In a world where science is constantly challenged to solve problems of increasing complexity, light is paving new ways to gather information about the physical properties of matter. Among these properties, elasticity is becoming fundamental in the understanding and the diagnosis of several diseases. Current solutions to gather mechanical information, however, measure the response of a material to an applied excitation, which makes them invasive and limited by a low spatial resolution. In contrast with these techniques, Brillouin spectroscopy offers the unique solution to retrieve stiffness information from the spectrum of the light scattered by inherent thermal acoustic waves. The combination of Brillouin spectroscopy with confocal microscopy has yielded a confocal Brillouin microscope able to perform mechanical imaging in a non-invasive manner. This was used to investigate two different biological problems: on the one hand the stiffness variations in specific endothelium cells of the eye, aiming at a better understanding of the mechanisms responsible for glaucoma, and on the other the characterisation of the mechanical structures of blood vessels, which could provide fundamental information regarding the formation of atherosclerotic plaques.
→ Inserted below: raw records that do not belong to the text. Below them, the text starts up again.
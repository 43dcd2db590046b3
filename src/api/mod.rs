// HTTP trigger for the catalog sync job, plus sidecar status/control

pub mod auth;
pub mod handlers;
pub mod middleware;
pub mod models;
pub mod routes;
pub mod server;

pub use server::{ApiServer, AppState};
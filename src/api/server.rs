// API server implementation using actix-web

use crate::api::{auth, middleware, routes};
use crate::config::ServerConfig;
use crate::sidecar::SidecarSupervisor;
use crate::sync::SyncRunner;
use actix_web::{web, App, HttpServer};
use anyhow::{Context, Result};
use std::sync::Arc;
use std::time::Instant;

/// Shared handler state.
pub struct AppState {
    pub runner: Arc<SyncRunner>,
    pub sidecar: Option<Arc<SidecarSupervisor>>,
    pub started: Instant,
}

pub struct ApiServer {
    config: ServerConfig,
}

impl ApiServer {
    pub fn new(config: ServerConfig) -> Self {
        Self { config }
    }

    /// Start the HTTP server and block until it shuts down.
    pub async fn run(
        self,
        runner: Arc<SyncRunner>,
        sidecar: Option<Arc<SidecarSupervisor>>,
    ) -> Result<()> {
        let bind_addr = format!("{}:{}", self.config.host, self.config.port);

        tracing::info!(
            host = %self.config.host,
            port = %self.config.port,
            auth = self.config.api_secret.is_some(),
            sidecar = sidecar.is_some(),
            "Starting catalog sync API server"
        );
        if self.config.api_secret.is_none() {
            tracing::warn!("API_SECRET is not set; sync endpoints are unauthenticated");
        }

        let state = web::Data::new(AppState {
            runner,
            sidecar,
            started: Instant::now(),
        });
        let api_secret = self.config.api_secret.clone();
        let allowed_origins = self.config.allowed_origins.clone();

        HttpServer::new(move || {
            let (logger, compress) = middleware::setup_middleware();
            let cors = middleware::setup_cors(&allowed_origins);
            let auth = auth::Auth::new(api_secret.clone());

            App::new()
                .app_data(state.clone())
                .wrap(auth)
                .wrap(cors)
                .wrap(compress)
                .wrap(logger)
                .configure(routes::configure_routes)
        })
        .bind(&bind_addr)
        .with_context(|| format!("Failed to bind to {}", bind_addr))?
        .run()
        .await
        .context("HTTP server error")?;

        Ok(())
    }
}
// HTTP API server binary: sync trigger, optional scheduler, optional sidecar

use anyhow::Result;
use catalog_sync::api::ApiServer;
use catalog_sync::config::{AppConfig, SNAPSHOT_KEYS};
use catalog_sync::sync::SyncScheduler;
use catalog_sync::tracing::{init_tracing, DEFAULT_FILTER};
use catalog_sync::util::env as env_util;

#[actix_web::main]
async fn main() -> Result<()> {
    // Load dotenv/env once (safe to call multiple times)
    env_util::init_env();
    init_tracing(DEFAULT_FILTER)?;

    tracing::info!("Initializing catalog sync API server");
    env_util::log_snapshot("api_server", SNAPSHOT_KEYS);

    let config = AppConfig::from_env()?;
    let runner = config.build_runner().await?;
    tracing::info!(
        deactivate_missing = config.sync.deactivate_missing,
        fetch_timeout_secs = config.sync.fetch_timeout.as_secs(),
        store_timeout_secs = config.sync.store_timeout.as_secs(),
        "sync runner ready"
    );

    if let Some(period) = config.interval {
        SyncScheduler::new(runner.clone(), period).spawn();
    }

    let sidecar = config.build_sidecar()?;
    if let Some(sidecar) = &sidecar {
        tracing::info!(sidecar = sidecar.name(), "starting sidecar monitor");
        sidecar.clone().spawn_monitor();
    }

    ApiServer::new(config.server.clone())
        .run(runner, sidecar.clone())
        .await?;

    if let Some(sidecar) = sidecar {
        sidecar.stop().await;
    }
    Ok(())
}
Following an investigation on the optimal geometry that minimises the spectral broadening caused by the collection of photons over a range of scattering angles, high resolution Brillouin imaging was obtained in a confocal backscattering arrangement. To the best of our knowledge this thesis presents, for the first time, sub-cellular Brillouin images. In particular, in vitro Brillouin images of single HUVEC cells were acquired to investigate the cell’s mechanical response to the application of the Latrunculin-A drug. This analysis, together with the finding of a linear correlation between the Brillouin modulus and the standard Young’s modulus, validates the technique as a feasible means of measuring stiffness. Following this assessment, Brillouin images of normal and diseased vessels were acquired showing that the atherosclerotic plaques had a lower stiffness compared to both diseased and healthy vessel walls. These results might encourage the application of confocal Brillouin microscopy as the tool of choice for the investigation of the arterial biomechanics.